February 26, 2020 12:00 PM at Harvard Law School
In the fifteen years since the United States Supreme Court referred to developmental science in ruling the death penalty unconstitutional for juveniles in Roper v. Simmons, state and federal courts have seen a wave of neuroscience-informed juvenile justice litigation. Advocates have come to see neuroscience as a powerful tool, and the Supreme Court has cited to neuroscience research in subsequent cases further restricting harsh punishments for juveniles in Graham v. Florida and Miller v. Alabama.

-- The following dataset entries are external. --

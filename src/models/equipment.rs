use serde::{Deserialize, Serialize};

use super::{non_blank, port_number, Resource};

/// A camera, microphone or encoder installed in a room
#[derive(Debug, Clone, Default, PartialEq, Serialize, Deserialize)]
pub struct Equipment {
    #[serde(rename = "_id", default, skip_serializing_if = "Option::is_none")]
    pub id: Option<String>,
    #[serde(default, skip_serializing_if = "Option::is_none")]
    pub ip: Option<String>,
    #[serde(default, skip_serializing_if = "Option::is_none")]
    pub name: Option<String>,
    /// Owning room, by ObjectId or by room name. Not checked against `rooms`.
    #[serde(default, skip_serializing_if = "Option::is_none")]
    pub room_id: Option<String>,
    #[serde(default, skip_serializing_if = "Option::is_none")]
    pub audio: Option<String>,
    #[serde(default, skip_serializing_if = "Option::is_none")]
    pub merge: Option<String>,
    #[serde(
        default,
        deserialize_with = "port_number",
        skip_serializing_if = "Option::is_none"
    )]
    pub port: Option<u16>,
    #[serde(default, skip_serializing_if = "Option::is_none")]
    pub rtsp: Option<String>,
    #[serde(default, skip_serializing_if = "Option::is_none")]
    pub tracking: Option<String>,
    #[serde(default, skip_serializing_if = "Option::is_none")]
    pub time_editing: Option<String>,
    #[serde(default, skip_serializing_if = "Option::is_none")]
    pub external_id: Option<String>,
}

impl Resource for Equipment {
    const COLLECTION: &'static str = "equipment";
    const LABEL: &'static str = "Equipment";
    const PLURAL: &'static str = "Equipment";
    const NAME_FIELD: Option<&'static str> = Some("name");
    const MUTABLE_FIELDS: &'static [&'static str] = &[
        "ip",
        "name",
        "room_id",
        "audio",
        "merge",
        "port",
        "rtsp",
        "tracking",
        "time_editing",
        "external_id",
    ];

    fn id(&self) -> Option<&str> {
        self.id.as_deref()
    }

    fn set_id(&mut self, id: Option<String>) {
        self.id = id;
    }

    fn name(&self) -> Option<&str> {
        non_blank(&self.name)
    }
}
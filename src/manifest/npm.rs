use crate::domain::Version;
use crate::error::{BumpError, Result};
use regex::Regex;
use serde_json::Value;
use std::fs;
use std::path::Path;
use std::sync::OnceLock;

fn version_line_re() -> &'static Regex {
    static RE: OnceLock<Regex> = OnceLock::new();
    RE.get_or_init(|| {
        Regex::new(r#"(?m)^([ \t]*)"version"([ \t]*:[ \t]*)"[^"\r\n]*""#)
            .expect("valid package.json version regex")
    })
}

/// Read the top-level `version` of a package.json
pub fn read_version(path: &Path) -> Result<String> {
    let content = fs::read_to_string(path)?;
    let document: Value = serde_json::from_str(&content)
        .map_err(|e| BumpError::parse(format!("error parsing package.json: {}", e)))?;

    let version = document
        .get("version")
        .and_then(Value::as_str)
        .ok_or_else(|| BumpError::parse("version not found in package.json"))?;

    Version::parse(version)?;
    Ok(version.to_string())
}

/// Replace the value of the top-level `"version"` key.
///
/// Only the least-indented `"version": "..."` line is touched, so nested
/// objects that also carry a version keep theirs.
pub fn rewrite_version(content: &str, new_version: &str) -> Result<String> {
    let captures = version_line_re()
        .captures_iter(content)
        .min_by_key(|caps| caps[1].len())
        .ok_or_else(|| BumpError::parse("no \"version\" line found in package.json"))?;

    let range = captures
        .get(0)
        .map(|m| m.range())
        .ok_or_else(|| BumpError::parse("no \"version\" line found in package.json"))?;

    let replacement = format!(
        "{}\"version\"{}\"{}\"",
        &captures[1], &captures[2], new_version
    );

    let mut updated = String::with_capacity(content.len() + new_version.len());
    updated.push_str(&content[..range.start]);
    updated.push_str(&replacement);
    updated.push_str(&content[range.end..]);
    Ok(updated)
}
use crate::error::{BumpError, OperationContext, Result};
use git2::build::CheckoutBuilder;
use git2::{
    BranchType, Cred, CredentialType, DescribeFormatOptions, DescribeOptions, DiffFormat,
    ObjectType, PushOptions, RemoteCallbacks, Repository as Git2Repo, ResetType, StatusOptions,
};
use std::path::{Path, PathBuf};

const DEFAULT_REMOTE: &str = "origin";

/// Wrapper around git2::Repository with our trait interface
pub struct Git2Repository {
    repo: Git2Repo,
    remote: String,
}

impl Git2Repository {
    /// Open or discover a git repository
    pub fn open<P: AsRef<Path>>(path: P) -> Result<Self> {
        let repo = Git2Repo::discover(path).operation("open repository")?;

        Ok(Git2Repository::from_git2(repo))
    }

    /// Create from existing git2::Repository
    pub fn from_git2(repo: Git2Repo) -> Self {
        Git2Repository {
            repo,
            remote: DEFAULT_REMOTE.to_string(),
        }
    }

    /// Use a remote other than "origin" for pushes and URL lookups
    pub fn with_remote(mut self, remote: impl Into<String>) -> Self {
        self.remote = remote.into();
        self
    }

    fn head_commit(&self, operation: &str) -> Result<git2::Commit<'_>> {
        self.repo
            .head()
            .and_then(|head| head.peel_to_commit())
            .operation(operation)
    }

    fn push_refspecs(&self, refspecs: &[String], operation: &str) -> Result<()> {
        if refspecs.is_empty() {
            return Ok(());
        }

        let mut remote = self.repo.find_remote(&self.remote).operation(operation)?;
        let config = self.repo.config().operation(operation)?;

        let mut callbacks = remote_callbacks(&config);
        // Rejected refs are reported here rather than as a push error
        callbacks.push_update_reference(|refname, status| match status {
            Some(status) => Err(git2::Error::from_str(&format!(
                "remote rejected {}: {}",
                refname, status
            ))),
            None => Ok(()),
        });

        let mut push_options = PushOptions::new();
        push_options.remote_callbacks(callbacks);

        remote
            .push(refspecs, Some(&mut push_options))
            .operation(operation)
    }
}

/// Credential callbacks: SSH agent first, then key files from ~/.ssh, then
/// the configured credential helper for HTTPS remotes.
fn remote_callbacks(config: &git2::Config) -> RemoteCallbacks<'_> {
    let mut callbacks = RemoteCallbacks::new();
    let mut attempts = 0usize;

    callbacks.credentials(move |url, username_from_url, allowed_types| {
        attempts += 1;
        let username = username_from_url.unwrap_or("git");

        if allowed_types.contains(CredentialType::SSH_KEY) {
            if attempts == 1 {
                return Cred::ssh_key_from_agent(username);
            }
            return match ssh_key_candidates().get(attempts - 2) {
                Some(key_path) => Cred::ssh_key(username, None, key_path, None),
                None => Err(git2::Error::from_str("no usable SSH credentials")),
            };
        }

        if attempts > 1 {
            return Err(git2::Error::from_str("authentication failed"));
        }

        if allowed_types.contains(CredentialType::USER_PASS_PLAINTEXT) {
            return Cred::credential_helper(config, url, username_from_url);
        }

        Cred::default()
    });

    callbacks
}

fn ssh_key_candidates() -> Vec<PathBuf> {
    let Some(home) = dirs::home_dir() else {
        return Vec::new();
    };

    ["id_ed25519", "id_rsa", "id_ecdsa"]
        .iter()
        .map(|name| home.join(".ssh").join(name))
        .filter(|path| path.exists())
        .collect()
}

/// Path relative to the working tree, as the index expects
fn relative_to(workdir: &Path, path: &Path) -> PathBuf {
    if path.is_relative() {
        return path.to_path_buf();
    }

    let canonical_workdir = workdir
        .canonicalize()
        .unwrap_or_else(|_| workdir.to_path_buf());
    let canonical_path = path.canonicalize().unwrap_or_else(|_| path.to_path_buf());

    canonical_path
        .strip_prefix(&canonical_workdir)
        .or_else(|_| path.strip_prefix(workdir))
        .map(Path::to_path_buf)
        .unwrap_or(canonical_path)
}

impl super::Repository for Git2Repository {
    fn current_branch(&self) -> Result<String> {
        let head = self.repo.head().operation("current branch")?;

        if !head.is_branch() {
            return Err(BumpError::external("current branch", "HEAD is detached"));
        }

        head.shorthand()
            .map(str::to_string)
            .ok_or_else(|| BumpError::external("current branch", "branch name is not UTF-8"))
    }

    fn latest_tag(&self) -> Result<String> {
        let mut options = DescribeOptions::new();
        options.describe_tags();

        let describe = self.repo.describe(&options).operation("latest tag")?;

        let mut format = DescribeFormatOptions::new();
        format.abbreviated_size(0);

        describe.format(Some(&format)).operation("latest tag")
    }

    fn create_branch(&self, name: &str) -> Result<()> {
        let head = self.head_commit("create branch")?;
        self.repo
            .branch(name, &head, false)
            .operation("create branch")?;

        self.checkout_branch(name)
    }

    fn checkout_branch(&self, name: &str) -> Result<()> {
        let refname = format!("refs/heads/{}", name);
        let target = self
            .repo
            .revparse_single(&refname)
            .operation("checkout branch")?;

        let mut checkout = CheckoutBuilder::new();
        checkout.safe();

        self.repo
            .checkout_tree(&target, Some(&mut checkout))
            .operation("checkout branch")?;
        self.repo.set_head(&refname).operation("checkout branch")
    }

    fn merge_branch(&self, name: &str) -> Result<()> {
        let op = "merge branch";

        let reference = self
            .repo
            .find_reference(&format!("refs/heads/{}", name))
            .operation(op)?;
        let their_head = self
            .repo
            .reference_to_annotated_commit(&reference)
            .operation(op)?;

        let (analysis, _) = self.repo.merge_analysis(&[&their_head]).operation(op)?;
        if analysis.is_up_to_date() {
            log::debug!("Branch '{}' is already merged", name);
            return Ok(());
        }

        // Even when a fast-forward is possible, record an explicit merge commit
        let mut checkout = CheckoutBuilder::new();
        checkout.safe();
        self.repo
            .merge(&[&their_head], None, Some(&mut checkout))
            .operation(op)?;

        let mut index = self.repo.index().operation(op)?;
        if index.has_conflicts() {
            return Err(BumpError::external(
                op,
                format!("conflicts while merging '{}' - resolve them manually", name),
            ));
        }

        let tree_id = index.write_tree().operation(op)?;
        let tree = self.repo.find_tree(tree_id).operation(op)?;
        let signature = self.repo.signature().operation(op)?;
        let ours = self.head_commit(op)?;
        let theirs = self.repo.find_commit(their_head.id()).operation(op)?;
        let current = self.current_branch()?;

        let message = format!("Merge branch '{}' into {}", name, current);
        self.repo
            .commit(
                Some("HEAD"),
                &signature,
                &signature,
                &message,
                &tree,
                &[&ours, &theirs],
            )
            .operation(op)?;

        self.repo.cleanup_state().operation(op)
    }

    fn delete_branch(&self, name: &str) -> Result<()> {
        let mut branch = self
            .repo
            .find_branch(name, BranchType::Local)
            .operation("delete branch")?;

        branch.delete().operation("delete branch")
    }

    fn create_tag(&self, name: &str) -> Result<()> {
        let head = self.head_commit("create tag")?;
        self.repo
            .tag_lightweight(name, head.as_object(), false)
            .operation("create tag")?;
        Ok(())
    }

    fn commit_all(&self, message: &str) -> Result<()> {
        let op = "commit";

        let mut index = self.repo.index().operation(op)?;
        // Tracked files only; untracked files are never swept in
        index.update_all(["*"], None).operation(op)?;
        index.write().operation(op)?;

        let tree_id = index.write_tree().operation(op)?;
        let tree = self.repo.find_tree(tree_id).operation(op)?;
        let signature = self.repo.signature().operation(op)?;
        let parent = self.head_commit(op)?;

        self.repo
            .commit(Some("HEAD"), &signature, &signature, message, &tree, &[&parent])
            .operation(op)?;
        Ok(())
    }

    fn stage(&self, path: &Path) -> Result<()> {
        let op = "stage";

        let workdir = self
            .repo
            .workdir()
            .ok_or_else(|| BumpError::external(op, "repository has no working tree"))?;
        let relative = relative_to(workdir, path);

        let mut index = self.repo.index().operation(op)?;
        index.add_path(&relative).operation(op)?;
        index.write().operation(op)
    }

    fn push(&self) -> Result<()> {
        let branch = self.current_branch()?;
        let refspec = format!("refs/heads/{}:refs/heads/{}", branch, branch);

        self.push_refspecs(&[refspec], "push")
    }

    fn push_tags(&self) -> Result<()> {
        let tags = self.repo.tag_names(None).operation("push tags")?;
        let refspecs: Vec<String> = tags
            .iter()
            .flatten()
            .map(|tag| format!("refs/tags/{}:refs/tags/{}", tag, tag))
            .collect();

        self.push_refspecs(&refspecs, "push tags")
    }

    fn has_uncommitted_changes(&self) -> Result<bool> {
        let mut options = StatusOptions::new();
        options
            .include_untracked(true)
            .recurse_untracked_dirs(true)
            .include_ignored(false);

        let statuses = self
            .repo
            .statuses(Some(&mut options))
            .operation("status")?;

        Ok(!statuses.is_empty())
    }

    fn show_diff(&self, staged: bool) -> Result<String> {
        let op = "diff";

        let diff = if staged {
            let head_tree = self
                .repo
                .head()
                .and_then(|head| head.peel_to_tree())
                .operation(op)?;
            self.repo.diff_tree_to_index(Some(&head_tree), None, None)
        } else {
            self.repo.diff_index_to_workdir(None, None)
        }
        .operation(op)?;

        let mut patch = String::new();
        diff.print(DiffFormat::Patch, |_delta, _hunk, line| {
            if matches!(line.origin(), '+' | '-' | ' ') {
                patch.push(line.origin());
            }
            patch.push_str(&String::from_utf8_lossy(line.content()));
            true
        })
        .operation(op)?;

        Ok(patch)
    }

    fn discard_changes(&self) -> Result<()> {
        let head = self
            .repo
            .head()
            .and_then(|head| head.peel(ObjectType::Commit))
            .operation("discard changes")?;

        self.repo
            .reset(&head, ResetType::Hard, None)
            .operation("discard changes")
    }

    fn origin_remote_url(&self) -> Result<String> {
        let remote = self
            .repo
            .find_remote(&self.remote)
            .operation("origin remote url")?;

        remote.url().map(str::to_string).ok_or_else(|| {
            BumpError::external("origin remote url", "remote URL is not UTF-8")
        })
    }
}

#[cfg(test)]
mod tests {
    use super::*;

    #[test]
    fn test_relative_path_is_kept() {
        let rel = relative_to(Path::new("/work/project"), Path::new("CHANGELOG.md"));
        assert_eq!(rel, PathBuf::from("CHANGELOG.md"));
    }

    #[test]
    fn test_absolute_path_is_made_relative() {
        let dir = tempfile::tempdir().unwrap();
        let file = dir.path().join("package.json");
        std::fs::write(&file, "{}").unwrap();

        assert_eq!(relative_to(dir.path(), &file), PathBuf::from("package.json"));
    }

    #[test]
    fn test_open_outside_repository_fails() {
        let dir = tempfile::tempdir().unwrap();
        let result = Git2Repository::open(dir.path());
        // A temp dir may live inside a checkout on some machines; only check the error shape
        if let Err(err) = result {
            assert!(err.to_string().contains("open repository"));
        }
    }
}
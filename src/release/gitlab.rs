use super::{api_url, probe_status, send_json, ReleaseDraft, ReleasePublisher};
use crate::error::{BumpError, Result};
use reqwest::blocking::{Client, RequestBuilder};
use reqwest::Url;
use serde::{Deserialize, Serialize};

const TOKEN_HEADER: &str = "PRIVATE-TOKEN";

#[derive(Debug, Deserialize)]
struct Project {
    id: u64,
}

#[derive(Debug, Serialize)]
struct CreateRelease<'a> {
    name: &'a str,
    tag_name: &'a str,
    description: &'a str,
}

#[derive(Debug, Deserialize)]
struct Release {
    #[serde(rename = "_links")]
    links: ReleaseLinks,
}

#[derive(Debug, Deserialize)]
struct ReleaseLinks {
    #[serde(rename = "self")]
    self_url: String,
}

/// Publishes releases through the GitLab REST API (v4)
pub struct GitLabPublisher {
    http: Client,
    api_base: Url,
    project_path: String,
    token: Option<String>,
}

impl GitLabPublisher {
    pub fn new(http: Client, api_base: Url, project_path: &str, token: Option<String>) -> Self {
        GitLabPublisher {
            http,
            api_base,
            project_path: project_path.to_string(),
            token,
        }
    }

    fn authorized(&self, request: RequestBuilder) -> Result<RequestBuilder> {
        let token = self
            .token
            .as_deref()
            .ok_or_else(|| BumpError::config("no GitLab API key configured"))?;
        Ok(request.header(TOKEN_HEADER, token))
    }

    /// Numeric id of the project; also confirms it exists and is visible
    fn project_id(&self) -> Result<u64> {
        let url = api_url(&self.api_base, &["projects", &self.project_path])?;
        let project: Project = send_json(self.authorized(self.http.get(url))?, "get project")?;

        log::debug!("GitLab project {} has id {}", self.project_path, project.id);
        Ok(project.id)
    }
}

impl ReleasePublisher for GitLabPublisher {
    fn name(&self) -> &str {
        "GitLab"
    }

    fn probe(&self) -> bool {
        match api_url(&self.api_base, &["version"]) {
            Ok(url) => probe_status(self.http.get(url), self.name()),
            Err(_) => false,
        }
    }

    fn publish(&self, draft: &ReleaseDraft) -> Result<String> {
        let project_id = self.project_id()?.to_string();
        let url = api_url(&self.api_base, &["projects", &project_id, "releases"])?;

        let body = CreateRelease {
            name: &draft.name,
            tag_name: &draft.tag,
            description: &draft.notes,
        };
        let release: Release = send_json(
            self.authorized(self.http.post(url))?.json(&body),
            "create release",
        )?;

        Ok(release.links.self_url)
    }
}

But the full potential of neuroscience in juvenile justice has yet to be reached. Advances in neuroscientific understanding of the developing brain, including development in emerging adulthood from ages 18 to 25, are only beginning to enter legal cases. Moreover, advocates are recognizing that to make a more direct and profound impact, group-averaged neuroscience evidence must be complemented by individualized clinical assessments. This panel will discuss scientific and legal developments, and the new innovations they suggest at the intersection of neuroscience and juvenile justice.
- Robert Kinscherff, Faculty, Doctoral Program in Clinical Psychology and Associate Vice President for Community Engagement, William James College; Associate Managing Director, Center for Law, Brain, and Behavior, Massachusetts General Hospital
- Marsha Levick, Chief Legal Officer and co-founder of Juvenile Law Center
- Leah Somerville, Professor of Psychology and Director of Graduate Studies in Psychology, Harvard University and faculty, Center for Brain Science
Part of the Project on Law and Applied Neuroscience, a collaboration between the Center for Law, Brain & Behavior at Massachusetts General Hospital and the Petrie-Flom Center for Health Law Policy, Biotechnology, and Bioethics at Harvard Law School.